Non c’è dubbio che gli slavi emigrassero dalla regione, ma è altrettanto evidente che lo facevano soprattutto per ragioni economiche. (Già nel 1970 la disoccupazione nel Kossovo raggiungeva il 50% della popolazione in grado di lavorare, ed anche gli Albanesi tendevano ad emigrare). Ma gli Slavi del Kossovo sono stati influenzati anche da fattori culturali-politici. La rapida albanizzazione della amministrazione provinciale dal 1966 in poi era stata ottenuta servendosi delle quote suddivise per etnie, e così si erano ridotte le possibilità di lavoro degli slavi nel settore statale nel quale, fin ad allora, erano stati privilegiati. Inoltre, grazie al loro alto tasso di natalità, la preponderanza etnica degli Albanesi è andata aumentando costantemente trasformando, nel periodo della nuova democrazia, la situazione dal punto di vista linguistico, educativo, e culturale. Per evitare l’emigrazione dei Serbi, nel 1987 fu concordato un programma di investimenti per tutta la Yugoslavia rivolto soprattutto ai comuni abitati da Serbi, benché ciò fosse assolutamente anticostituzionale. Ma ciò servì ben poco a cambiare lo stato economico disperato della provincia e l’emigrazione (da parte di ambedue le etnie) continuò lo stesso. Peggiore che mai fu l’enorme errore commesso dalla leadership federale del Partito: descrisse le manifestazioni albanesi per uno status repubblicano del 1981 come un tentativo di “contro-rivoluzione”, condotta dai separatisti albanesi. Ciò permise ai nazionalisti serbi di rivestirsi con gli abiti di custodi della rivoluzione.
Alla fine del 1986 un comitato di Serbi e Montenegrini del Kossovo formatosi da poco cominciò a mandare delegazioni a Belgrado ed ad organizzare proteste di massa nella provincia stessa, lamentandosi per il “genocidio” e chiedendo l’eliminazione di tutti i leaders albanesi e l’introduzione di un governo militare nel Kossovo. Alla fine degli anni ‘80 emerse in Serbia una potente coalizione che comprendeva poliziotti in pensione, revanscisti emigrati dalla provincia (la caduta di Rancovic, nel 1966, aveva portato ad un esodo di quadri amministrativi Serbi, dando vita ad una costituente potenzialmente “irredentista”), il Comitato Kossovo, nazionalisti di destra che facevano parte dell’intellighenzia tradizionale, persone di sinistra “deluse”, un’ala della Chiesa Ortodossa e sezioni del Partito e della burocrazia statale. La coalizione entrò nella vita pubblica con una petizione attualmente famosa nella quale la leadership di partito e dello stato di quel tempo venivano accusate di alto tradimento. Di conseguenza alla fine del 1986 la politica di Stambolic di cercare di ottenere la revisione della Costituzione attraverso il consenso ottenne appoggi sia nella Serbia che nel Kossovo.
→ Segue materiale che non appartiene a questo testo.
//! Application layer - configuration and scan orchestration.

mod config;
mod scanner;

pub use config::{
    Config, CsvLogConfig, LoggingConfig, OddsApiConfig, ScanSettings, API_KEY_ENV,
};
pub use scanner::{ScanReport, Scanner};
use crate::error::{AppError, AppResult};
use crate::models::PrizeCounter;
use crate::store::{CollectionKey, Repository};

#[derive(Clone)]
pub struct PrizeService {
    repo: Repository,
}

impl PrizeService {
    pub fn new(repo: Repository) -> Self {
        Self { repo }
    }

    /// 奖品集合不存在时返回 `NotFound`
    pub async fn list(&self) -> AppResult<Vec<PrizeCounter>> {
        let (items, _) = self
            .repo
            .load_existing(&CollectionKey::Prizes)
            .await
            .map_err(|e| match e {
                AppError::NotFound(_) => AppError::NotFound("Prize list not found".into()),
                other => other,
            })?;
        Ok(items)
    }

    /// 更新已有奖品的库存; 奖品不存在时不写入
    pub async fn update_count(&self, prize: Option<&str>, count: Option<i64>) -> AppResult<()> {
        let prize = prize.map(str::trim).filter(|p| !p.is_empty());
        let (prize, count) = match (prize, count) {
            (Some(p), Some(c)) if c >= 0 => {
                let c = u32::try_from(c)
                    .map_err(|_| AppError::ValidationError(format!("count is too large: {c}")))?;
                (p.to_string(), c)
            }
            _ => return Err(AppError::ValidationError("Invalid prize data".into())),
        };

        self.repo
            .update(&CollectionKey::Prizes, |items: &mut Vec<PrizeCounter>| {
                let item = items
                    .iter_mut()
                    .find(|p| p.prize == prize)
                    .ok_or_else(|| AppError::NotFound("Prize not found".into()))?;
                item.count = count;
                Ok(())
            })
            .await?;

        log::info!("Prize \"{prize}\" count set to {count}");
        Ok(())
    }
}
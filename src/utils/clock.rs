use async_trait::async_trait;
use chrono::{DateTime, Utc};

/// 定时开奖使用的时钟抽象, 测试中可替换为手动推进的时钟
#[async_trait]
pub trait Clock: Send + Sync {
    fn now(&self) -> DateTime<Utc>;

    /// 挂起直到 `deadline` (可能提前醒来, 调用方需再次检查 `now`)
    async fn sleep_until(&self, deadline: DateTime<Utc>);
}

#[derive(Debug, Clone, Copy, Default)]
pub struct SystemClock;

#[async_trait]
impl Clock for SystemClock {
    fn now(&self) -> DateTime<Utc> {
        Utc::now()
    }

    async fn sleep_until(&self, deadline: DateTime<Utc>) {
        let delay = (deadline - Utc::now()).to_std().unwrap_or_default();
        tokio::time::sleep(delay).await;
    }
}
I nazionalisti si sforzarono di presentare il Kossovo come una società senza leggi, diretta da nazionalisti estremisti ed irredentisti che tendevano ad una “assimilazione forzata ed all’espulsione della popolazione non-albanese”. I mezzi di comunicazione di massa ufficiali si coalizzarono, senza risparmiare alcun mezzo tattico. Una delle cose più vergognose fu quella di inventare ogni giorno storie di donne Serbe violentate - malgrado che tutte le statistiche ufficiali mostrassero l’assurdità di tali fandonie razziste. Un’altra delle tattiche utilizzate è stata quella di sostenere che l’alto tasso di natalità degli Albanesi facesse parte di un complotto nazionalistico e che dovesse essere combattuto con misure di stato discriminatorie. Ma questa campagna isterica è stata efficace. Intorno al 1987 il Kossovo era diventato - in violazione sia della lettera che dello spirito della Costituzione - una zona “sui generis” dal punto di vista della legalità. Si cominciarono a costruire industrie in Kossovo solo per i Serbi, le famiglie albanesi venivano scacciate dai villaggi serbi, era proibito vendere agli Albanesi terre possedute da Serbi, lo stupro fu dichiarato crimine politico. Gli Albanesi venivano duramente condannati per misfatti di poco conto e spesso inventati. Nella stampa di Belgrado fu lanciata una campagna di denigrazione contro quei leaders albanesi che avevano lottato duramente per ottenere una maggiore autonomia per il Kossovo nei dibattiti costituzionali dal 1966 al ‘73 (tra i più famosi Fadil Hoxha, membro del Partito da prima della guerra, generale partigiano, e membro della Presidenza dello Stato Federale). Insulti “razziali” venivano tollerati nei media. Questa campagna anti-albanese portata avanti in Serbia incoraggiò a sua volta la leadership della Macedonia ad iniziare una politica che arrivò a ridurre - incostituzionalmente - le possibilità educative per i bambini albanesi, a limitare i loro contributi assistenziali, talvolta anche a distruggere case di Albanesi ed in generale a discriminare questa parte della popolazione della Repubblica.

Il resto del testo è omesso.